Tramite lo scambio epistolare per mail tra lo scrittore Oscar Jayack e l’attrice Rebecca Latté, a cui si aggiungono gli articoli di un blog di Zoé Katana, giovane ed arrabbiata femminista decisa a far sentire la propria voce, vengono affrontati tanti temi di enorme attualità che portano il lettore a ragionare sulla moderna società. Una società magmatica e complessa che crea disorientamento, in cui vi è una costante necessità di essere visti, di poter esprimere il proprio parere, di far sentire la propria voce. Una società in cui l’importanza dei social e l’attenzione che gli dedichiamo crea una sorta di mondo parallelo reale e fittizio al tempo stesso in cui spesso ci sentiamo più liberi di esprimere il nostro pensiero, piuttosto inconsapevoli delle conseguenze. Un mondo che però crea in ognuno di noi delle dipendenze fortissime di cui spesso non siamo neanche pienamente consapevoli.

Oscar è uno scrittore di discreto successo che si sente libero di scrivere un’invettiva contro un’attrice di grande fama, ex sogno erotico alle prese con la mezza età, a cui lei risponde proprio con il “Caro Stronzo” che dà il titolo al libro. Ne deriva una corrispondenza di botte e risposte in cui tutte le fragilità, le difficoltà dei rapporti interpersonali, i buchi dell’infanzia, l’abuso di sostanze, le dipendenze, il femminismo, gli eccessi del #metoo, l’egoismo che regola ogni rapporto, ma anche la solitudine fatta scaturire dal covid, l’uso delle mascherine, la fama come specchio e maledizione della propria vita, vengono sviscerate. Mail dopo mail il rapporto dei due, caratterizzato all’inizio dalla violenza delle rispettive posizioni, diventa a poco a poco, importante per entrambi. Rebecca vuole disintossicarsi dopo una vita di dipendenze, che lei rivendica e di cui non si pente. Oscar accusato da Zoe, sua ex addetta stampa, di molestie è nell’occhio del ciclone del #metoo. Entrambi sono alla ricerca di qualcuno che sappia ascoltarli senza giudicare, che sappia farsi partecipe, ma anche bacchettarli. Per entrambi lo scambio epistolare che intercorre, rappresenta una novità, il modo di fare chiarezza in se stessi, di mettersi in discussione e di riflettere su una società in cui le dipendenze non sono rappresentate più solo dall’alcool, dalla droga, dalle sigarette, ma anche dal cellulare, dalla costante necessità di essere connessi, di essere visti, di avere visibilità, di far sapere agli altri il proprio pensiero, di prendere posizione su tutto e tutti.

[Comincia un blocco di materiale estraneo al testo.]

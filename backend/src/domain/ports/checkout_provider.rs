//! Port abstraction for the external payment provider.
//!
//! In hexagonal terms this is a driven port: the payment reconciler calls
//! it to open checkout sessions and to look up their settlement state
//! without knowing the provider's wire protocol.

use async_trait::async_trait;
use uuid::Uuid;

use crate::domain::funding::MinorUnits;
use crate::domain::user::Email;

/// Errors raised by payment provider adapters.
#[derive(Debug, Clone, PartialEq, Eq, thiserror::Error)]
pub enum CheckoutProviderError {
    /// The provider could not be reached.
    #[error("payment provider unreachable: {message}")]
    Transport { message: String },
    /// The provider rejected the request or returned an error payload.
    #[error("payment provider error: {message}")]
    Provider { message: String },
}

impl CheckoutProviderError {
    pub fn transport(message: impl Into<String>) -> Self {
        Self::Transport {
            message: message.into(),
        }
    }

    pub fn provider(message: impl Into<String>) -> Self {
        Self::Provider {
            message: message.into(),
        }
    }
}

/// Inputs for opening a provider checkout session.
#[derive(Debug, Clone, PartialEq, Eq)]
pub struct CheckoutSessionRequest {
    pub amount: MinorUnits,
    /// Local ledger record id, embedded in provider metadata so the
    /// confirmation can find its way back.
    pub funding_id: Uuid,
    pub contributor_email: Email,
    pub contributor_name: String,
}

/// A freshly created provider session.
#[derive(Debug, Clone, PartialEq, Eq)]
pub struct CheckoutSession {
    pub id: String,
    /// URL the caller is redirected to for payment.
    pub redirect_url: String,
}

/// Settlement state the provider reports for a session.
#[derive(Debug, Clone, Copy, PartialEq, Eq)]
pub enum ProviderPaymentStatus {
    Paid,
    Unpaid,
}

/// Provider-side view of an existing session.
#[derive(Debug, Clone, PartialEq, Eq)]
pub struct CheckoutSessionStatus {
    pub id: String,
    pub payment_status: ProviderPaymentStatus,
    /// Ledger record id recovered from session metadata, when present.
    pub funding_id: Option<Uuid>,
}

/// Port for the external checkout provider.
#[cfg_attr(test, mockall::automock)]
#[async_trait]
pub trait CheckoutProvider: Send + Sync {
    /// Open a checkout session for the given intent.
    async fn create_session(
        &self,
        request: &CheckoutSessionRequest,
    ) -> Result<CheckoutSession, CheckoutProviderError>;

    /// Look up the settlement state of an existing session.
    async fn fetch_session(
        &self,
        session_id: &str,
    ) -> Result<CheckoutSessionStatus, CheckoutProviderError>;
}

/// In-memory provider used by tests and local development.
///
/// Sessions are named `cs_fixture_<funding-id>` so the fixture can recover
/// the metadata on fetch without holding state; every fetched session
/// reports as paid.
#[derive(Debug, Default, Clone, Copy)]
pub struct FixtureCheckoutProvider;

const FIXTURE_SESSION_PREFIX: &str = "cs_fixture_";

#[async_trait]
impl CheckoutProvider for FixtureCheckoutProvider {
    async fn create_session(
        &self,
        request: &CheckoutSessionRequest,
    ) -> Result<CheckoutSession, CheckoutProviderError> {
        let id = format!("{FIXTURE_SESSION_PREFIX}{}", request.funding_id);
        Ok(CheckoutSession {
            redirect_url: format!("https://checkout.invalid/pay/{id}"),
            id,
        })
    }

    async fn fetch_session(
        &self,
        session_id: &str,
    ) -> Result<CheckoutSessionStatus, CheckoutProviderError> {
        let funding_id = session_id
            .strip_prefix(FIXTURE_SESSION_PREFIX)
            .and_then(|raw| Uuid::parse_str(raw).ok());
        if funding_id.is_none() {
            return Err(CheckoutProviderError::provider(format!(
                "unknown session: {session_id}"
            )));
        }
        Ok(CheckoutSessionStatus {
            id: session_id.to_owned(),
            payment_status: ProviderPaymentStatus::Paid,
            funding_id,
        })
    }
}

Oscar si sente una vittima dell’accusa di Zoe, perché lui si è davvero innamorato di lei, ed è convinto di non averla mai stalkerata né abusato in nessun modo di lei. Secondo il suo punto di vista, si è sempre comportato correttamente e le sue accuse e la campagna mediatica che Zoe gli ha scatenato contro sono ingiustificate. Rebecca, che rappresenta una sorta di ago della bilancia tra Oscar e Zoe, riuscirà a fargli capire come comportamenti per lui definiti normali, in realtà non lo sono, perché i rapporti di forza tra uno scrittore famoso e la sua addetta stampa, non sono esattamente sullo stesso piano. L’autrice, pur non nascondendo gli eccessi del #MeToo, non li reputa comunque tali da condannare tutto il movimento. Un movimento che sta ancora cercando un equilibrio, che cerca di dare risposte ad un problema complesso, basato su convenzioni ed idee inculcate da secoli, che necessita di una presa di coscienza da parte di tutti, perché tutti si devono mettere in discussione, anche le donne. Partendo comunque dal presupposto che per iniziare a dialogare, a capire le rispettive decisioni, occorre rispetto e soprattutto “riconoscimento”.

Mi invia una citazione di Burroughs, tratta da un’intervista dove dichiara, “penso che quello che chiamiamo amore sia una truffa perpetrata dal sesso femminile e che lo scopo dei rapporti sessuali tra uomini non abbia niente a che vedere con l’amore, ma che si tratti più che altro di riconoscimento”. Mi dice qui c’è tutto. L’idea di un complotto femminile. I subalterni complottano sempre alle spalle dei padroni. L’idea che siamo responsabili di quello che ci fanno subire. Il colpevole è sempre la vittima. E l’idea che non ci sia solidarietà possibile; nessun “riconoscimento”. Per loro noi siamo il sesso straniero, il sesso nemico. Il contrario è falso. Ma il problema è questo – come vivere in armonia con qualcuno che rifiuta di “riconoscerti”?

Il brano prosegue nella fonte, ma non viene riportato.